Standard ML is a functional programming language, and it is more than that. Functional programs have many virtues. They are concise, secure and elegant. They are easier to understand and easier to prove correct than imperative programs.
Functional--or applicative--languages relieve the programmer of many of the difficulties which regrettably occupy much of the attention of a programmer working in imperative--or procedural--languages. These difficulties range from implementing re-usable routines to conserving and managing memory to mastering the representation of data values. Some of these have attendant responsibilities. Once programmers understand how values are represented in memory they must subsequently ensure that they are inspected and updated in a manner which is consistent with that representation. Even after the difficulties of managing the machine's primary memory have been comprehended, there are still the difficulties of transferring data from primary memory to secondary memory and the complications of disk access mechanisms and input/output libraries.
A functional programmer can transcend these matters. Applicative languages have secure polymorphic type systems which simplify the task of writing re-usable, general-purpose routines. Applicative programmers delegate the task of memory management to ``garbage collection'' routines which need only be written once for the implementation of the language; not every time that another program is written in the language. Applicative languages hide the machine representation of data, making it impossible to write programs which are sensitive to the byte order of the underlying machine or to introduce other unintended dependencies. Using disk input routines can be avoided because of the interactive nature of applicative languages which allows data to be entered with the minimum of fuss. Using disk output routines can be avoided by allowing the user to export the environment bindings as easily as checkpointing a database. Of course any realistic programming language must offer input and output routines for disk, screen and keyboard but their use can be avoided for many applicative programming problems.
Functional languages do have shortcomings. It might be said that some programming problems appear to be inherently state-based. The uniformity of representation which applicative programming languages offer then becomes a handicap. Although an applicative solution to such a problem would be possible it might have an obscure or unnatural encoding. Another possible worry is that the functional implementation might be inefficient when compared with a straightforward imperative one. This would be a shame; a programming language should not make it difficult for a programmer to write efficient programs.

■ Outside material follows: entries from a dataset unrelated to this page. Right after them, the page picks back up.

//! Campus source data as delivered by the building/floor authoring tools.
//!
//! All coordinates share one planar frame and one distance unit across the
//! whole campus; floors of a building are stacked in that frame.

use std::fs;
use std::io::Read;
use std::path::Path;

use serde::{Deserialize, Serialize};
use tracing::debug;

use crate::error::{Error, Result};
use crate::graph::TraversalKind;

/// Whole campus: buildings, optional outdoor grounds, and cross-area links.
#[derive(Debug, Clone, PartialEq, Serialize, Deserialize)]
pub struct Campus {
    pub name: String,
    #[serde(default)]
    pub buildings: Vec<Building>,
    /// Outdoor paths between buildings.
    #[serde(default, skip_serializing_if = "Option::is_none")]
    pub grounds: Option<FloorPlan>,
    /// Links between nodes on different floors or areas, such as an entrance
    /// door and the outdoor path in front of it.
    #[serde(default)]
    pub links: Vec<Link>,
}

#[derive(Debug, Clone, PartialEq, Serialize, Deserialize)]
pub struct Building {
    pub id: String,
    pub name: String,
    #[serde(default)]
    pub floors: Vec<FloorPlan>,
    /// Points of interest, each referencing its floor by id.
    #[serde(default)]
    pub pois: Vec<Poi>,
}

/// One floor of a building, or the outdoor grounds.
#[derive(Debug, Clone, PartialEq, Serialize, Deserialize)]
pub struct FloorPlan {
    pub id: String,
    pub level: i32,
    #[serde(default, skip_serializing_if = "Option::is_none")]
    pub name: Option<String>,
    #[serde(default)]
    pub rooms: Vec<Room>,
    /// Synthetic hallway geometry points.
    #[serde(default)]
    pub junctions: Vec<Junction>,
    /// Direct connections between nodes on this floor.
    #[serde(default)]
    pub links: Vec<Link>,
}

/// A room, represented in the graph by its entry door.
#[derive(Debug, Clone, PartialEq, Serialize, Deserialize)]
pub struct Room {
    pub id: String,
    #[serde(default, skip_serializing_if = "Option::is_none")]
    pub name: Option<String>,
    #[serde(default, skip_serializing_if = "Option::is_none")]
    pub number: Option<String>,
    pub x: f64,
    pub y: f64,
}

impl Room {
    /// "Robotics Lab (101)", "Robotics Lab", "101", or nothing.
    pub fn label(&self) -> Option<String> {
        match (self.name.as_deref(), self.number.as_deref()) {
            (Some(name), Some(number)) => Some(format!("{name} ({number})")),
            (Some(name), None) => Some(name.to_string()),
            (None, Some(number)) => Some(number.to_string()),
            (None, None) => None,
        }
    }
}

#[derive(Debug, Clone, PartialEq, Serialize, Deserialize)]
pub struct Junction {
    pub id: String,
    pub x: f64,
    pub y: f64,
}

/// Structural role of a point of interest.
#[derive(Debug, Clone, Copy, PartialEq, Eq, Serialize, Deserialize)]
#[serde(rename_all = "lowercase")]
pub enum PoiRole {
    Stairs,
    Elevator,
    Ramp,
    Entrance,
    /// Water fountain, bathroom, AED, and similar destinations.
    Amenity,
}

#[derive(Debug, Clone, PartialEq, Serialize, Deserialize)]
pub struct Poi {
    pub id: String,
    pub role: PoiRole,
    pub floor: String,
    pub x: f64,
    pub y: f64,
    #[serde(default, skip_serializing_if = "Option::is_none")]
    pub name: Option<String>,
    /// Identifier shared by every landing of the same physical stair or
    /// elevator, e.g. "Elevator A".
    #[serde(default, skip_serializing_if = "Option::is_none")]
    pub connector: Option<String>,
}

/// Declared connection between two nodes.
#[derive(Debug, Clone, PartialEq, Serialize, Deserialize)]
pub struct Link {
    pub from: String,
    pub to: String,
    #[serde(default)]
    pub kind: TraversalKind,
    #[serde(default)]
    pub one_way: bool,
    /// Overrides the straight-line length between the endpoints.
    #[serde(default, skip_serializing_if = "Option::is_none")]
    pub length: Option<f64>,
}

impl Link {
    pub fn walk(from: impl Into<String>, to: impl Into<String>) -> Self {
        Self {
            from: from.into(),
            to: to.into(),
            kind: TraversalKind::Walk,
            one_way: false,
            length: None,
        }
    }
}

impl Campus {
    /// Parse a campus document from any reader.
    pub fn from_reader<R: Read>(reader: R) -> Result<Self> {
        Ok(serde_json::from_reader(reader)?)
    }

    /// Parse a campus document from a JSON string.
    pub fn from_json_str(json: &str) -> Result<Self> {
        Ok(serde_json::from_str(json)?)
    }

    /// Number of floors across every building, plus the grounds if present.
    pub fn floor_count(&self) -> usize {
        self.buildings.iter().map(|b| b.floors.len()).sum::<usize>()
            + usize::from(self.grounds.is_some())
    }
}

/// Load a campus document from a JSON file.
pub fn load_campus(path: &Path) -> Result<Campus> {
    let contents = fs::read_to_string(path)?;
    let campus: Campus =
        serde_json::from_str(&contents).map_err(|err| Error::CampusFormat {
            path: path.to_path_buf(),
            message: err.to_string(),
        })?;
    debug!(
        path = %path.display(),
        campus = %campus.name,
        buildings = campus.buildings.len(),
        floors = campus.floor_count(),
        "loaded campus data"
    );
    Ok(campus)
}
use std::path::PathBuf;

use anyhow::Result;
use clap::{Parser, Subcommand};
use tracing_subscriber::{EnvFilter, FmtSubscriber};

use campus_nav_cli::commands::route::{handle_route_command, RouteArgs};
use campus_nav_cli::commands::validate::handle_validate;
use campus_nav_cli::commands::CampusContext;

#[derive(Parser, Debug)]
#[command(author, version, about = "Campus navigation routing tools")]
struct Cli {
    /// Campus data file (JSON).
    #[arg(long)]
    campus: PathBuf,

    /// Engine configuration file (JSON); defaults apply when omitted.
    #[arg(long)]
    config: Option<PathBuf>,

    /// Log debug output to stderr.
    #[arg(short, long)]
    verbose: bool,

    #[command(subcommand)]
    command: Command,
}

#[derive(Subcommand, Debug)]
enum Command {
    /// Plan an accessible route between two locations.
    Route(RouteArgs),
    /// Build the routing graph and report its size.
    Validate,
}

fn main() -> Result<()> {
    let cli = Cli::parse();
    init_tracing(cli.verbose);

    let context = CampusContext::load(&cli.campus, cli.config.as_deref())?;
    match &cli.command {
        Command::Route(args) => handle_route_command(&context, args),
        Command::Validate => {
            handle_validate(&context);
            Ok(())
        }
    }
}

fn init_tracing(verbose: bool) {
    let env_filter = if verbose {
        EnvFilter::new("debug")
    } else {
        EnvFilter::try_from_default_env().unwrap_or_else(|_| EnvFilter::new("warn"))
    };
    let subscriber = FmtSubscriber::builder()
        .with_env_filter(env_filter)
        .with_writer(std::io::stderr)
        .finish();

    let _ = tracing::subscriber::set_global_default(subscriber);
}
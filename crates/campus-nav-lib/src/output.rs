use std::fmt::Write;

use serde::Serialize;

use crate::graph::{FloorId, GraphNode, MapGraph, NodeId, TraversalKind};
use crate::route::Route;
use crate::routing::{RouteAlgorithm, RoutePlan};

/// Presentation style for turning a [`RouteSummary`] into text.
#[derive(Debug, Clone, Copy, PartialEq, Eq)]
pub enum RouteRenderMode {
    PlainText,
    RichText,
}

/// Endpoint within a planned route.
#[derive(Debug, Clone, Serialize, PartialEq)]
pub struct RouteEndpoint {
    pub id: NodeId,
    pub floor: FloorId,
    #[serde(skip_serializing_if = "Option::is_none")]
    pub name: Option<String>,
}

impl RouteEndpoint {
    fn from_node(node: &GraphNode) -> Self {
        Self {
            id: node.id.clone(),
            floor: node.floor.clone(),
            name: node.label.clone(),
        }
    }

    fn display_name(&self) -> &str {
        self.name.as_deref().unwrap_or(self.id.as_str())
    }
}

/// One numbered instruction.
#[derive(Debug, Clone, Serialize, PartialEq)]
pub struct RouteStep {
    pub index: usize,
    pub kind: TraversalKind,
    pub instruction: String,
    pub distance: f64,
}

/// Structured representation of a route that higher-level consumers can
/// serialise or render.
#[derive(Debug, Clone, Serialize, PartialEq)]
pub struct RouteSummary {
    #[serde(skip_serializing_if = "Option::is_none")]
    pub algorithm: Option<RouteAlgorithm>,
    #[serde(skip_serializing_if = "Option::is_none")]
    pub start: Option<RouteEndpoint>,
    #[serde(skip_serializing_if = "Option::is_none")]
    pub destination: Option<RouteEndpoint>,
    pub distance: f64,
    pub eta_seconds: f64,
    pub steps: Vec<RouteStep>,
}

impl RouteSummary {
    /// Summary of a route on its own; endpoints come from its segments.
    pub fn from_route(route: &Route) -> Self {
        let steps = route
            .segments
            .iter()
            .enumerate()
            .map(|(index, segment)| RouteStep {
                index: index + 1,
                kind: segment.kind,
                instruction: segment.instruction.clone(),
                distance: segment.distance,
            })
            .collect();

        Self {
            algorithm: None,
            start: route
                .segments
                .first()
                .map(|segment| RouteEndpoint::from_node(&segment.start)),
            destination: route
                .segments
                .last()
                .map(|segment| RouteEndpoint::from_node(&segment.end)),
            distance: route.distance,
            eta_seconds: route.eta_seconds,
            steps,
        }
    }

    /// Summary of a planned route with endpoint names resolved from the graph.
    pub fn from_plan(graph: &MapGraph, plan: &RoutePlan) -> Self {
        let mut summary = Self::from_route(&plan.route);
        summary.algorithm = Some(plan.algorithm);
        summary.start = graph
            .node(plan.start.as_str())
            .map(RouteEndpoint::from_node)
            .or(summary.start);
        summary.destination = graph
            .node(plan.destination.as_str())
            .map(RouteEndpoint::from_node)
            .or(summary.destination);
        summary
    }

    /// Render the summary using the requested textual mode.
    pub fn render(&self, mode: RouteRenderMode) -> String {
        match mode {
            RouteRenderMode::PlainText => self.render_plain(),
            RouteRenderMode::RichText => self.render_rich(),
        }
    }

    fn endpoints(&self) -> (&str, &str) {
        let start = self
            .start
            .as_ref()
            .map(RouteEndpoint::display_name)
            .unwrap_or("<start>");
        let destination = self
            .destination
            .as_ref()
            .map(RouteEndpoint::display_name)
            .unwrap_or(start);
        (start, destination)
    }

    fn algorithm_suffix(&self) -> String {
        self.algorithm
            .map(|algorithm| format!(", algorithm: {algorithm}"))
            .unwrap_or_default()
    }

    fn render_plain(&self) -> String {
        let (start, destination) = self.endpoints();
        let mut buffer = String::new();
        let _ = writeln!(
            buffer,
            "Route: {} -> {} (distance {:.1}, eta {}, {} steps{})",
            start,
            destination,
            self.distance,
            format_eta(self.eta_seconds),
            self.steps.len(),
            self.algorithm_suffix()
        );
        if self.steps.is_empty() {
            let _ = writeln!(buffer, "You are already at {destination}.");
        }
        for step in &self.steps {
            let _ = writeln!(
                buffer,
                "{:>3}. {} ({:.1})",
                step.index, step.instruction, step.distance
            );
        }
        buffer
    }

    fn render_rich(&self) -> String {
        let (start, destination) = self.endpoints();
        let mut buffer = String::new();
        let _ = writeln!(
            buffer,
            "**Route**: _{} → {}_ (distance {:.1}, eta {}, {} steps{})",
            start,
            destination,
            self.distance,
            format_eta(self.eta_seconds),
            self.steps.len(),
            self.algorithm_suffix()
        );
        if self.steps.is_empty() {
            let _ = writeln!(buffer, "* You are already at **{destination}**.");
        }
        for step in &self.steps {
            let _ = writeln!(
                buffer,
                "* {:>2}. **{}** (`{}`, {:.1})",
                step.index, step.instruction, step.kind, step.distance
            );
        }
        buffer
    }
}

/// Render a route without plan context.
pub fn render_route(route: &Route, mode: RouteRenderMode) -> String {
    RouteSummary::from_route(route).render(mode)
}

/// "45 s", "3 min 05 s".
pub fn format_eta(seconds: f64) -> String {
    let total = if seconds.is_finite() && seconds > 0.0 {
        seconds.round() as u64
    } else {
        0
    };
    if total < 60 {
        format!("{total} s")
    } else {
        format!("{} min {:02} s", total / 60, total % 60)
    }
}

Imperative programming languages also have their strengths. They often provide explicit support for the construction of programs on a large scale by offering simple, robust modules which allow a large programming task to be decomposed into self-contained units to be implemented in isolation. If these units are carefully crafted and general they may be included in a library, facilitating their re-use in other programs. Modules also enable programs to be efficiently recompiled by avoiding the need to recompile parts of the program which have not changed. By adding high-level constructs to an imperative language one can elevate the practice of programming. The only reason not to provide high-level constructs in the language itself is that optimisations can sometimes be made if a programmer tailors every instance of a general high-level routine to take account of the particular idiosyncracies of the programming task at hand. Where is the profit in this? One is often only exchanging a saving in a relatively cheap resource, such as memory, for an increased amount of an expensive service, that of application programmer time. The present state of programming is that well-designed modern imperative languages such as Java [AG96] come close to offering the type security and programming convenience which functional programming languages offered in the 1970's. The interest in and increasing adoption of this language should be viewed as an encouraging, if slow, shift away from the miserliness which has bedevilled programming practice since the inception of the profession.
Is there a way to combine the virtues of well-designed applicative programming languages with the virtues of well-designed imperative ones? Of course, the resulting language might never become the world's most frequently used programming language. Perhaps programming simply is not a virtuous activity or perhaps the resulting language would be a hideous mutant; sterile and useless for programming. We think that computer scientists should feel that they have a moral duty to investigate the combination of the best of these two kinds of programming languages. In this author's opinion, the Standard ML programming language provides the most carefully designed and constructed attempt so far to develop a language to promote the relative virtues embodied in well-designed applicative and imperative programming languages.